*Data for this task*:
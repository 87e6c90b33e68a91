use std::fmt;

use serde::{Deserialize, Serialize};

macro_rules! id_newtype {
    ($name:ident) => {
        #[derive(Debug, Clone, PartialEq, Eq, Hash, Serialize, Deserialize)]
        #[serde(transparent)]
        pub struct $name(pub String);

        impl fmt::Display for $name {
            fn fmt(&self, f: &mut fmt::Formatter<'_>) -> fmt::Result {
                f.write_str(&self.0)
            }
        }

        impl From<&str> for $name {
            fn from(value: &str) -> Self {
                Self(value.to_string())
            }
        }
    };
}

id_newtype!(UserId);

/// A persisted directory entry. The identity is assigned by the directory
/// service and travels as `_id` on the wire.
#[derive(Debug, Clone, PartialEq, Eq, Serialize, Deserialize)]
pub struct UserRecord {
    #[serde(rename = "_id", alias = "id")]
    pub id: UserId,
    pub name: String,
    pub email: String,
    pub mobile: String,
}

/// Body of create and update requests.
#[derive(Debug, Clone, PartialEq, Eq, Default, Serialize, Deserialize)]
pub struct UserDraft {
    pub name: String,
    pub email: String,
    pub mobile: String,
}
use serde::{Deserialize, Serialize};

use crate::domain::UserRecord;

#[derive(Debug, Clone, Serialize, Deserialize)]
pub struct SearchResponse {
    #[serde(default)]
    pub users: Vec<UserRecord>,
}

#[derive(Debug, Clone, Copy, Serialize, Deserialize)]
#[serde(rename_all = "camelCase")]
pub struct DeleteAllResponse {
    pub deleted_count: u64,
}

#[derive(Debug, Clone, Copy, Serialize, Deserialize)]
pub struct ImportResponse {
    pub count: u64,
}

/// Form field name the import endpoint reads the uploaded file from.
pub const IMPORT_FILE_FIELD: &str = "file";

/// Media type of import uploads and export downloads.
pub const JSON_CONTENT_TYPE: &str = "application/json";

/// Download name used when the roster is exported.
pub const EXPORT_FILE_NAME: &str = "users-data.json";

*What to do*:
The output must consist solely of the lines from the first line of the records through the line containing "by the directory", reproduced exactly.

*Solution for this task*:
repository 87e6c90b33e68a91
use std::fmt;

use serde::{Deserialize, Serialize};

macro_rules! id_newtype {
    ($name:ident) => {
        #[derive(Debug, Clone, PartialEq, Eq, Hash, Serialize, Deserialize)]
        #[serde(transparent)]
        pub struct $name(pub String);

        impl fmt::Display for $name {
            fn fmt(&self, f: &mut fmt::Formatter<'_>) -> fmt::Result {
                f.write_str(&self.0)
            }
        }

        impl From<&str> for $name {
            fn from(value: &str) -> Self {
                Self(value.to_string())
            }
        }
    };
}

id_newtype!(UserId);

/// A persisted directory entry. The identity is assigned by the directory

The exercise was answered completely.